There is a hierarchy of Volume > Title > Chapter > Section
, and the sections break down in many ways. But to cite them, you need only the title and section. Three are nearly 1100 chapters, each containing from a handful to many dozens of sections. But the citations need to know the chapter number as the sections are just anchors on chapter pages. For instance, School climate survey
is in Volume 1 > Title 10 (Education) > Chapter 170 (Boards of Education) > Section 222gg
. It’s cited as CGS 10-222gg
, but the url includes the chapter, https://www.cga.ct.gov/current/pub/chap_170.htm#sec_10-222gg
.
What I have built is a macro to take 10-222gg
and generate from it something like this:
<a class="cgs" href="https://www.cga.ct.gov/current/pub/chap_170.htm#sec_10-222gg" >10-222gg</a>
To do this, I first extracted a list of chapters and their start/end sections from all the links off the titles page of the state law webpage. I parsed this list to get a JSON object with records like this
{
"Title": "1",
"ChapterType": "Chapter",
"ChapterNumber": "1",
"FirstSection": "1-1",
"LastSection": "1-3b",
"Description": "Construction of Statutes"
}
But I only need the ChapterType
(mostly “Chapter”, but for a few, “Article”), the ChapterNumber
and the LastSection
in order to find the correct record and format the output. And since this is a lot of text, I reduce this to C|1|1-3b
to store in my macro.
All this was one-time setup. At startup, the macro expands those shortened forms back into {ChapterType, ChapterNumber, LastSection}
records. When it’s called with, say, 10-222gg
, it searches through them one by one until it finds one whose last section is greater than 10-222gg
. (This has a good deal of complexity on its own, as we have to break that apart into numeric sections, punctuation, and alphabetic sections, and the alphabetic ones need to sort a, b, c, ...z, aa, bb, cc, ...zz, aaa, bbb, ...
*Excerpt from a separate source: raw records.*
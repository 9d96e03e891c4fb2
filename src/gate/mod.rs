//! Authorization gate for versioning commands.
//!
//! Everything here is a pure function of the actor's administrator flag and
//! the [`ItemFacts`] resolved for the selected item. The same lock/fallback
//! core backs both the three-way render gate ([`evaluate`]) and the binary
//! re-check performed right before a mutation ([`may_execute`]).

use crate::core::{TemplateId, VersionNumber, template_ids};
use serde::{Deserialize, Serialize};

/// Visibility of a command in the shell UI, most restrictive first
#[derive(Debug, Clone, Copy, PartialEq, Eq, PartialOrd, Ord, Hash, Serialize, Deserialize)]
#[serde(rename_all = "snake_case")]
pub enum CommandState {
    Hidden,
    Disabled,
    Enabled,
}

impl CommandState {
    pub fn is_enabled(&self) -> bool {
        matches!(self, CommandState::Enabled)
    }
}

/// Access facts of one item as seen by one actor
#[derive(Debug, Clone, PartialEq, Eq, Serialize, Deserialize)]
pub struct ItemFacts {
    pub template_id: TemplateId,
    pub version: VersionNumber,
    pub read_only: bool,
    pub is_fallback: bool,
    pub can_write: bool,
    pub can_write_language: bool,
    pub can_lock: bool,
    pub has_lock: bool,
}

/// Whether the actor may edit the item as far as locking is concerned
#[derive(Debug, Clone, Copy, PartialEq, Eq)]
pub enum LockClearance {
    /// Actor can take the lock or already holds it
    Lockable,
    /// No locking rights, but the item is a fallback at version 1
    FallbackBootstrap,
    Blocked,
}

/// Rule that produced a gate decision
#[derive(Debug, Clone, Copy, PartialEq, Eq)]
pub enum GateRule {
    SelectionNotSingle,
    StructuralTemplate,
    ReadOnly,
    Administrator,
    NoWriteAccess,
    FallbackBootstrap,
    NoLockAccess,
    NoLanguageWriteAccess,
    Default,
}

#[derive(Debug, Clone, Copy, PartialEq, Eq)]
pub struct GateVerdict {
    pub state: CommandState,
    pub rule: GateRule,
}

impl GateVerdict {
    fn new(state: CommandState, rule: GateRule) -> Self {
        Self { state, rule }
    }
}

/// Creating the first language version from fallback content needs no lock.
pub fn is_fallback_bootstrap(facts: &ItemFacts) -> bool {
    facts.is_fallback && facts.version == VersionNumber::FIRST
}

pub fn lock_clearance(facts: &ItemFacts) -> LockClearance {
    if facts.can_lock || facts.has_lock {
        LockClearance::Lockable
    } else if is_fallback_bootstrap(facts) {
        LockClearance::FallbackBootstrap
    } else {
        LockClearance::Blocked
    }
}

/// Three-way render gate. Rules are checked in order; the first match wins.
///
/// `base` is the shell's default state, returned when no rule objects.
pub fn evaluate(is_administrator: bool, selection: &[ItemFacts], base: CommandState) -> GateVerdict {
    let [facts] = selection else {
        return GateVerdict::new(CommandState::Hidden, GateRule::SelectionNotSingle);
    };

    if template_ids::is_structural(&facts.template_id) {
        return GateVerdict::new(CommandState::Hidden, GateRule::StructuralTemplate);
    }

    if facts.read_only && !facts.is_fallback {
        return GateVerdict::new(CommandState::Disabled, GateRule::ReadOnly);
    }

    if is_administrator {
        return GateVerdict::new(CommandState::Enabled, GateRule::Administrator);
    }

    if !facts.can_write {
        return GateVerdict::new(CommandState::Disabled, GateRule::NoWriteAccess);
    }

    match lock_clearance(facts) {
        LockClearance::Lockable => {}
        LockClearance::FallbackBootstrap => {
            return GateVerdict::new(CommandState::Enabled, GateRule::FallbackBootstrap);
        }
        LockClearance::Blocked => {
            return GateVerdict::new(CommandState::Disabled, GateRule::NoLockAccess);
        }
    }

    if !facts.can_write_language {
        return GateVerdict::new(CommandState::Disabled, GateRule::NoLanguageWriteAccess);
    }

    GateVerdict::new(base, GateRule::Default)
}

pub fn query_state(is_administrator: bool, selection: &[ItemFacts], base: CommandState) -> CommandState {
    evaluate(is_administrator, selection, base).state
}

/// Binary re-check run immediately before creating a version.
///
/// Allowed iff administrator, or writable with lock clearance, or a fallback
/// bootstrap. Selection, template and read-only checks are not repeated here.
pub fn may_execute(is_administrator: bool, facts: &ItemFacts) -> bool {
    let clearance = lock_clearance(facts);
    is_administrator
        || (facts.can_write && clearance == LockClearance::Lockable)
        || clearance == LockClearance::FallbackBootstrap
}
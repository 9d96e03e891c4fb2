use thiserror::Error;

#[derive(Error, Debug)]
pub enum ShellError {
    #[error("Invalid parameter '{0}': {1}")]
    InvalidParameter(String, String),

    #[error("Item '{0}' not found")]
    ItemNotFound(String),

    #[error("Command '{0}' not found")]
    CommandNotFound(String),

    #[error("Command '{0}' has no continuation named '{1}'")]
    UnknownContinuation(String, String),

    #[error("Storage error: {0}")]
    Storage(String),

    #[error("Configuration error: {0}")]
    Config(String),
}

pub type Result<T> = std::result::Result<T, ShellError>;

impl From<serde_json::Error> for ShellError {
    fn from(err: serde_json::Error) -> Self {
        Self::Config(err.to_string())
    }
}
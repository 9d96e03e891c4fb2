// ============================================================================
// contentshell Library
// ============================================================================

pub mod core;
pub mod security;
pub mod gate;
pub mod content;
pub mod shell;
pub mod commands;
pub mod prelude;

// Re-export main types for convenience
pub use core::{ItemId, ItemReference, Language, Result, ShellError, TemplateId, VersionNumber};
pub use gate::{CommandState, ItemFacts};
pub use security::{AccessRight, AccessRule, Actor};
pub use content::{ContentDatabase, InMemoryContentDatabase, Item, ItemRecord};
pub use commands::{AddVersion, AddVersionOutcome};

// Re-export shell API
pub use shell::{
    AuditLog, BufferedClientPage, ClientPage, ClientPipelineArgs, Command, CommandContext,
    MemoryAuditLog, Session, Shell, ShellConfig,
};
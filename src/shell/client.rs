use super::ClientPipelineArgs;
use crate::core::Result;
use async_trait::async_trait;
use serde::Serialize;
use std::collections::VecDeque;
use tokio::sync::Mutex;

/// Continuation requested by a command, resumed on the next round trip
#[derive(Debug, Clone, PartialEq, Eq, Serialize)]
pub struct PendingCall {
    pub command: String,
    pub method: String,
    pub args: ClientPipelineArgs,
}

/// Message pushed to the client page
#[derive(Debug, Clone, PartialEq, Eq, Serialize)]
pub struct ClientMessage {
    pub command: String,
    pub payload: String,
}

/// The browser-side page a command talks to
#[async_trait]
pub trait ClientPage: Send + Sync {
    /// Schedules `command.method(args)` for after the current request
    async fn start(&self, command: &str, method: &str, args: ClientPipelineArgs) -> Result<()>;

    /// True when there are no unsaved edits, or the user agreed to drop them
    async fn check_modified(&self) -> Result<bool>;

    async fn send_message(&self, command: &str, payload: String) -> Result<()>;

    async fn alert(&self, message: &str) -> Result<()>;
}

#[derive(Debug, Default)]
struct PageState {
    pending: VecDeque<PendingCall>,
    messages: Vec<ClientMessage>,
    alerts: Vec<String>,
    unsaved_changes: bool,
    discard_on_prompt: bool,
    modified_checks: usize,
}

/// In-process client page that buffers everything it is sent
///
/// Pending continuations are drained by [`crate::shell::Shell::round_trip`].
#[derive(Debug, Default)]
pub struct BufferedClientPage {
    state: Mutex<PageState>,
}

impl BufferedClientPage {
    pub fn new() -> Self {
        Self::default()
    }

    /// Page with unsaved edits. `discard_on_prompt` is the user's answer
    /// when asked whether to drop them.
    pub fn with_unsaved_changes(discard_on_prompt: bool) -> Self {
        Self {
            state: Mutex::new(PageState {
                unsaved_changes: true,
                discard_on_prompt,
                ..PageState::default()
            }),
        }
    }

    pub async fn set_unsaved_changes(&self, unsaved: bool, discard_on_prompt: bool) {
        let mut state = self.state.lock().await;
        state.unsaved_changes = unsaved;
        state.discard_on_prompt = discard_on_prompt;
    }

    pub async fn take_pending(&self) -> Vec<PendingCall> {
        self.state.lock().await.pending.drain(..).collect()
    }

    pub async fn pending_count(&self) -> usize {
        self.state.lock().await.pending.len()
    }

    pub async fn messages(&self) -> Vec<ClientMessage> {
        self.state.lock().await.messages.clone()
    }

    pub async fn alerts(&self) -> Vec<String> {
        self.state.lock().await.alerts.clone()
    }

    pub async fn modified_checks(&self) -> usize {
        self.state.lock().await.modified_checks
    }
}

#[async_trait]
impl ClientPage for BufferedClientPage {
    async fn start(&self, command: &str, method: &str, args: ClientPipelineArgs) -> Result<()> {
        self.state.lock().await.pending.push_back(PendingCall {
            command: command.to_string(),
            method: method.to_string(),
            args,
        });
        Ok(())
    }

    async fn check_modified(&self) -> Result<bool> {
        let mut state = self.state.lock().await;
        state.modified_checks += 1;

        if !state.unsaved_changes {
            return Ok(true);
        }

        if state.discard_on_prompt {
            state.unsaved_changes = false;
            return Ok(true);
        }

        Ok(false)
    }

    async fn send_message(&self, command: &str, payload: String) -> Result<()> {
        self.state.lock().await.messages.push(ClientMessage {
            command: command.to_string(),
            payload,
        });
        Ok(())
    }

    async fn alert(&self, message: &str) -> Result<()> {
        self.state.lock().await.alerts.push(message.to_string());
        Ok(())
    }
}

#[cfg(test)]
mod tests {
    use super::*;

    #[tokio::test]
    async fn test_start_queues_pending_call() {
        let page = BufferedClientPage::new();
        let mut args = ClientPipelineArgs::new();
        args.insert("id", "x");

        page.start("item:addversion", "Run", args.clone()).await.unwrap();
        assert_eq!(page.pending_count().await, 1);

        let pending = page.take_pending().await;
        assert_eq!(pending[0].command, "item:addversion");
        assert_eq!(pending[0].method, "Run");
        assert_eq!(pending[0].args, args);
        assert_eq!(page.pending_count().await, 0);
    }

    #[tokio::test]
    async fn test_check_modified_answers() {
        let clean = BufferedClientPage::new();
        assert!(clean.check_modified().await.unwrap());

        let keep = BufferedClientPage::with_unsaved_changes(false);
        assert!(!keep.check_modified().await.unwrap());
        assert!(!keep.check_modified().await.unwrap());
        assert_eq!(keep.modified_checks().await, 2);

        let discard = BufferedClientPage::with_unsaved_changes(true);
        assert!(discard.check_modified().await.unwrap());
        discard.set_unsaved_changes(true, false).await;
        assert!(!discard.check_modified().await.unwrap());
    }

    #[tokio::test]
    async fn test_messages_and_alerts_are_recorded() {
        let page = BufferedClientPage::new();
        page.send_message("cmd", "item:versionadded(...)".into()).await.unwrap();
        page.alert("Item not found.").await.unwrap();

        assert_eq!(page.messages().await.len(), 1);
        assert_eq!(page.alerts().await, vec!["Item not found.".to_string()]);
    }
}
, but I have already written that code.) Once I have the right chapter, it’s a matter of some fairly simple formatting. Well, with some caveats about Chapter versus Article, and the different naming conventions for them: not hard, just annoying.
So that’s the macro. It’s got a long, ordered list of shortened formats of the 1100 chapters, which expand into more usable objects. When called, it searches those objects for the first one that will include the section parameter supplied, and then uses that object and the section parameter to format a link.
The process in convoluted, the code is fairly complex. I can’t even think about porting this to wikitext unless I can simplify things. So I’m looking for advice. Can anyone suggest ways to simplify this?
Compare, this if you will, to the quite simple procedure for federal citations. Here’s the whole thing:
\procedure usc(title, section)
<a class="usc" href=`https://www.law.cornell.edu/uscode/text/$(title)$/$(section)$`>
<<title>> U.S.C. § <<section>>
</a>
\end
This is helped by Cornell Law School taking it upon themselves to organize this in a logical way, with links that depend only upon the parts needed for citation: title
and section
. I would rather be able to cite official sources, but the hierarchy in federal law is even more complex, and I don’t think I could comfortably replicate it without pages and pages of code, if I could even do so at all. For instance, here’s the link to what’s cited as 10 U.S.C. § 7973
:
https://www.govinfo.gov/content/pkg/
USCODE-2023-title20/html/USCODE-2023-title20-chap70-subchapVIII-partF-subpart5-sec7973.htm
That includes the Year > Title > Chapter > Subchapter > Part > Subpart > Section
. I don’t even want to think about it!
In any case, you can see some sample calls to the two macros in Legal links demo.
Is there any good way to simplify this?